── Entries shown ──

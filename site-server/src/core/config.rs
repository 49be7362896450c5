use crate::auth::JwtConfig;

/// 服务器配置
///
/// # 环境变量
///
/// 所有配置项都可以通过环境变量覆盖 (启动时先加载 `.env`)：
///
/// | 环境变量 | 默认值 | 说明 |
/// |----------|--------|------|
/// | WORK_DIR | ./data | 工作目录 (数据库 + 上传文件) |
/// | HTTP_PORT | 5000 | HTTP 服务端口 |
/// | ENVIRONMENT | development | 运行环境 |
/// | LOG_LEVEL | info | 日志级别 |
/// | LOG_DIR | (无) | 日志目录，设置后按天滚动写文件 |
/// | ADMIN_USERNAME | admin | 后台管理员用户名 |
/// | ADMIN_PASSWORD_HASH | (无) | 管理员密码 argon2 哈希 (PHC 格式) |
/// | MAX_UPLOAD_BYTES | 5242880 | 单个上传文件大小上限 |
/// | CORS_ALLOW_ORIGIN | (无) | 允许的前端来源，未设置时放行所有来源 |
///
/// JWT 相关变量见 [`JwtConfig`]。
///
/// # 示例
///
/// ```ignore
/// WORK_DIR=/srv/site HTTP_PORT=8080 cargo run -p site-server
/// ```
#[derive(Debug, Clone)]
pub struct Config {
    /// 工作目录，存放数据库和上传文件
    pub work_dir: String,
    /// HTTP API 服务端口
    pub http_port: u16,
    /// 运行环境: development | staging | production
    pub environment: String,
    /// 日志级别
    pub log_level: String,
    /// 日志目录 (可选)
    pub log_dir: Option<String>,
    /// JWT 认证配置
    pub jwt: JwtConfig,
    /// 后台管理员凭据
    pub admin: AdminCredentials,
    /// 上传文件大小上限 (字节)
    pub max_upload_bytes: usize,
    /// CORS 允许的来源
    pub cors_allow_origin: Option<String>,
}

/// 后台管理员凭据 (单管理员部署)
#[derive(Debug, Clone)]
pub struct AdminCredentials {
    pub username: String,
    /// argon2 PHC string; login is refused while unset
    pub password_hash: Option<String>,
}

impl Config {
    /// 从环境变量加载配置
    ///
    /// 如果环境变量未设置，使用默认值
    pub fn from_env() -> Self {
        Self {
            work_dir: std::env::var("WORK_DIR").unwrap_or_else(|_| "./data".into()),
            http_port: std::env::var("HTTP_PORT")
                .ok()
                .and_then(|p| p.parse().ok())
                .unwrap_or(5000),
            environment: std::env::var("ENVIRONMENT").unwrap_or_else(|_| "development".into()),
            log_level: std::env::var("LOG_LEVEL").unwrap_or_else(|_| "info".into()),
            log_dir: std::env::var("LOG_DIR").ok().filter(|s| !s.is_empty()),
            jwt: JwtConfig::default(),
            admin: AdminCredentials {
                username: std::env::var("ADMIN_USERNAME").unwrap_or_else(|_| "admin".into()),
                password_hash: std::env::var("ADMIN_PASSWORD_HASH")
                    .ok()
                    .filter(|s| !s.is_empty()),
            },
            max_upload_bytes: std::env::var("MAX_UPLOAD_BYTES")
                .ok()
                .and_then(|v| v.parse().ok())
                .unwrap_or(5 * 1024 * 1024),
            cors_allow_origin: std::env::var("CORS_ALLOW_ORIGIN")
                .ok()
                .filter(|s| !s.is_empty()),
        }
    }

    /// 使用自定义值覆盖部分配置
    ///
    /// 常用于测试场景
    pub fn with_overrides(work_dir: impl Into<String>, http_port: u16) -> Self {
        let mut config = Self::from_env();
        config.work_dir = work_dir.into();
        config.http_port = http_port;
        config
    }

    /// 数据库文件路径
    pub fn database_path(&self) -> std::path::PathBuf {
        std::path::Path::new(&self.work_dir).join("database/settings.redb")
    }

    /// 上传文件目录
    pub fn uploads_dir(&self) -> std::path::PathBuf {
        std::path::Path::new(&self.work_dir).join("uploads")
    }
}

impl Default for Config {
    fn default() -> Self {
        Self::from_env()
    }
}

───

• _What is expected_: Go over the data above and copy every line that has the word "AdminCredentials" in it.

• _Written answer_:
    pub admin: AdminCredentials,
pub struct AdminCredentials {
            admin: AdminCredentials {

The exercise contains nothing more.